To participate, the chapters had to create an Instagram video explaining why they love Habitat and then submit their entry to Barnes & Noble College. The entries receiving the most votes were shown to a judging panel that chose the top two entries, with each receiving $5,000 to cover expenses for their spring break Collegiate Challenge trip.
The entries received showed the broad diversity of the campus chapters. “We had a really tight race between Columbia University, Ohio Northern, University of North Carolina Charlotte (UNCC), University of Louisville and Marist College. It’s not just the big schools — schools of every size participated and were really committed to helping their teams win,” Webb says.
The entries also showed endless creativity; chapter members holding up signs about what Habitat means to them, forming human pyramids and adding their own soundtracks. At the Habitat International Offices in Atlanta, Smith enjoyed looking through the entries. “It was fun to be able to see how much time and effort the students put into their videos, and the kind of creativity they showed to win the contest,” she says.
The winners of this year’s Barnes & Noble College Challenge were announced on December 5 and the University of Louisville and Columbia University came out on top. Through the efforts of thousands of dedicated volunteers, including college students from across the country, Habitat’s vision of a world where everyone has a decent place to live will continue. “We’re focusing on how many lives we can help by the work going on with our 1,450 affiliates around the country, and also in 70 countries outside of the United States,” says Habitat’s Smith.

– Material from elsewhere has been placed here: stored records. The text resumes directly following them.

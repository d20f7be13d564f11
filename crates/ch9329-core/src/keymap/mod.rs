//! Key code tables for the CH9329 keyboard report.
//!
//! The canonical representation is USB HID Usage IDs (page 0x07,
//! Keyboard/Keypad).  Hosts name keys with web `KeyboardEvent.code` strings,
//! which are translated here before a report is built.

pub mod hid;

pub use hid::HidKeyCode;
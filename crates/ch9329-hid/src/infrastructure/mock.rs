//! In-memory CH9329 for tests and dry runs.
//!
//! [`MockChip`] answers requests the way the real chip does: `GET_INFO`
//! returns a configurable status and every other command gets a plain
//! acknowledgement.  Faults can be queued one at a time or made persistent
//! to exercise the retry logic, and every request, open and close is
//! recorded for assertions.
//!
//! # Usage in tests
//!
//! ```ignore
//! let chip = MockChip::new();
//! chip.push_fault(MockFault::BadChecksum);
//!
//! let hid = Ch9329Hid::start(settings, Arc::new(chip.clone()), reset_line)?;
//! hid.send_key_events([("KeyA", true)])?;
//!
//! assert_eq!(chip.requests_with_command(0x02).len(), 2);
//! ```

use std::collections::VecDeque;
use std::sync::{Arc, Mutex, MutexGuard};

use ch9329_core::build_frame;
use ch9329_core::protocol::commands::{ACK_OFFSET, ERROR_ACK_OFFSET};
use ch9329_core::protocol::CommandCode;

use crate::application::event_worker::Phy;
use crate::application::process_request::{check_request, Connection, ConnectionError};

/// A misbehaviour to inject into one answer.
#[derive(Debug, Clone, Copy, PartialEq, Eq)]
pub enum MockFault {
    /// The chip stays silent.
    ShortRead,
    /// The answer's checksum byte is wrong.
    BadChecksum,
    /// The answer does not start with `57 AB 00`.
    BadHeader,
    /// An error acknowledgement carrying this code.
    DeviceError(u8),
    /// A normal acknowledgement for a different command.
    WrongAck,
}

#[derive(Debug)]
struct ChipState {
    present: bool,
    fail_open: bool,
    usb_online: bool,
    leds: u8,
    version: u8,
    faults: VecDeque<(Option<u8>, MockFault)>,
    persistent_fault: Option<MockFault>,
    requests: Vec<Vec<u8>>,
    open_attempts: usize,
    opens: usize,
    closes: usize,
}

/// A scripted chip.  Clones share the same state.
#[derive(Debug, Clone)]
pub struct MockChip {
    inner: Arc<Mutex<ChipState>>,
}

impl MockChip {
    /// A present, online chip reporting firmware V1.0 and no LEDs lit.
    pub fn new() -> Self {
        Self {
            inner: Arc::new(Mutex::new(ChipState {
                present: true,
                fail_open: false,
                usb_online: true,
                leds: 0,
                version: 0x30,
                faults: VecDeque::new(),
                persistent_fault: None,
                requests: Vec::new(),
                open_attempts: 0,
                opens: 0,
                closes: 0,
            })),
        }
    }

    fn lock(&self) -> MutexGuard<'_, ChipState> {
        // Poisoning is ignored so the record stays readable after a test panic.
        self.inner.lock().unwrap_or_else(|e| e.into_inner())
    }

    pub fn set_present(&self, present: bool) {
        self.lock().present = present;
    }

    pub fn set_fail_open(&self, fail: bool) {
        self.lock().fail_open = fail;
    }

    pub fn set_usb_online(&self, online: bool) {
        self.lock().usb_online = online;
    }

    /// Sets the LED status byte (bit 0 num, bit 1 caps, bit 2 scroll).
    pub fn set_leds(&self, leds: u8) {
        self.lock().leds = leds;
    }

    /// Queues a fault for the next answer.
    pub fn push_fault(&self, fault: MockFault) {
        self.lock().faults.push_back((None, fault));
    }

    /// Queues a fault for the next request carrying `command`.  Other
    /// requests, such as idle probes, pass it by.
    pub fn push_fault_on(&self, command: u8, fault: MockFault) {
        self.lock().faults.push_back((Some(command), fault));
    }

    /// Applies `fault` to every answer until cleared with `None`.
    pub fn set_persistent_fault(&self, fault: Option<MockFault>) {
        self.lock().persistent_fault = fault;
    }

    /// Every request received, in order.
    pub fn requests(&self) -> Vec<Vec<u8>> {
        self.lock().requests.clone()
    }

    /// Requests whose command byte is `command`.
    pub fn requests_with_command(&self, command: u8) -> Vec<Vec<u8>> {
        self.lock()
            .requests
            .iter()
            .filter(|r| r.get(3) == Some(&command))
            .cloned()
            .collect()
    }

    pub fn open_attempts(&self) -> usize {
        self.lock().open_attempts
    }

    pub fn opens(&self) -> usize {
        self.lock().opens
    }

    pub fn closes(&self) -> usize {
        self.lock().closes
    }

    fn answer(&self, request: &[u8]) -> Result<Vec<u8>, ConnectionError> {
        check_request(request)?;
        let mut state = self.lock();
        state.requests.push(request.to_vec());

        let command = request[3];
        let queued = state
            .faults
            .iter()
            .position(|(target, _)| target.map_or(true, |c| c == command));
        let fault = queued
            .and_then(|i| state.faults.remove(i))
            .map(|(_, fault)| fault)
            .or(state.persistent_fault);
        let ack = command.wrapping_add(ACK_OFFSET);
        let response = match fault {
            None => {
                if command == CommandCode::GetInfo.as_u8() {
                    let online = u8::from(state.usb_online);
                    build_frame(ack, &[state.version, online, state.leds, 0, 0, 0, 0, 0])
                        .into_bytes()
                } else {
                    build_frame(ack, &[0x00]).into_bytes()
                }
            }
            Some(MockFault::ShortRead) => {
                return Err(ConnectionError::ShortRead {
                    expected: 5,
                    received: 0,
                })
            }
            Some(MockFault::BadChecksum) => {
                let mut bytes = build_frame(ack, &[0x00]).into_bytes();
                if let Some(last) = bytes.last_mut() {
                    *last ^= 0xFF;
                }
                bytes
            }
            Some(MockFault::BadHeader) => {
                let mut bytes = build_frame(ack, &[0x00]).into_bytes();
                bytes[0] = 0x00;
                bytes
            }
            Some(MockFault::DeviceError(code)) => {
                build_frame(command.wrapping_add(ERROR_ACK_OFFSET), &[code]).into_bytes()
            }
            Some(MockFault::WrongAck) => build_frame(ack.wrapping_add(1), &[0x00]).into_bytes(),
        };
        Ok(response)
    }
}

impl Default for MockChip {
    fn default() -> Self {
        Self::new()
    }
}

impl Phy for MockChip {
    fn is_present(&self) -> bool {
        self.lock().present
    }

    fn open(&self) -> Result<Box<dyn Connection>, ConnectionError> {
        let mut state = self.lock();
        state.open_attempts += 1;
        if state.fail_open {
            return Err(ConnectionError::Io(std::io::Error::new(
                std::io::ErrorKind::PermissionDenied,
                "mock open failure",
            )));
        }
        state.opens += 1;
        Ok(Box::new(MockConnection { chip: self.clone() }))
    }
}

/// An open link to a [`MockChip`].  Dropping it records a close.
pub struct MockConnection {
    chip: MockChip,
}

impl Connection for MockConnection {
    fn exchange(&mut self, request: &[u8]) -> Result<Vec<u8>, ConnectionError> {
        self.chip.answer(request)
    }
}

impl Drop for MockConnection {
    fn drop(&mut self) {
        self.chip.lock().closes += 1;
    }
}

In the meantime, Habitat for Humanity International’s Ninth Annual Youth Leadership Conference & Young Leaders Summit met recently in Charlotte, North Carolina. The event celebrated and recognized the contributions of the more than 50,000 young people Habitat has engaged on campuses and throughout communities during the past year, in a movement that has helped to build or repair more than 800,000 houses and serve more than 4 million people worldwide. Which you have to admit is no small effort for a group of self-obsessed millennials.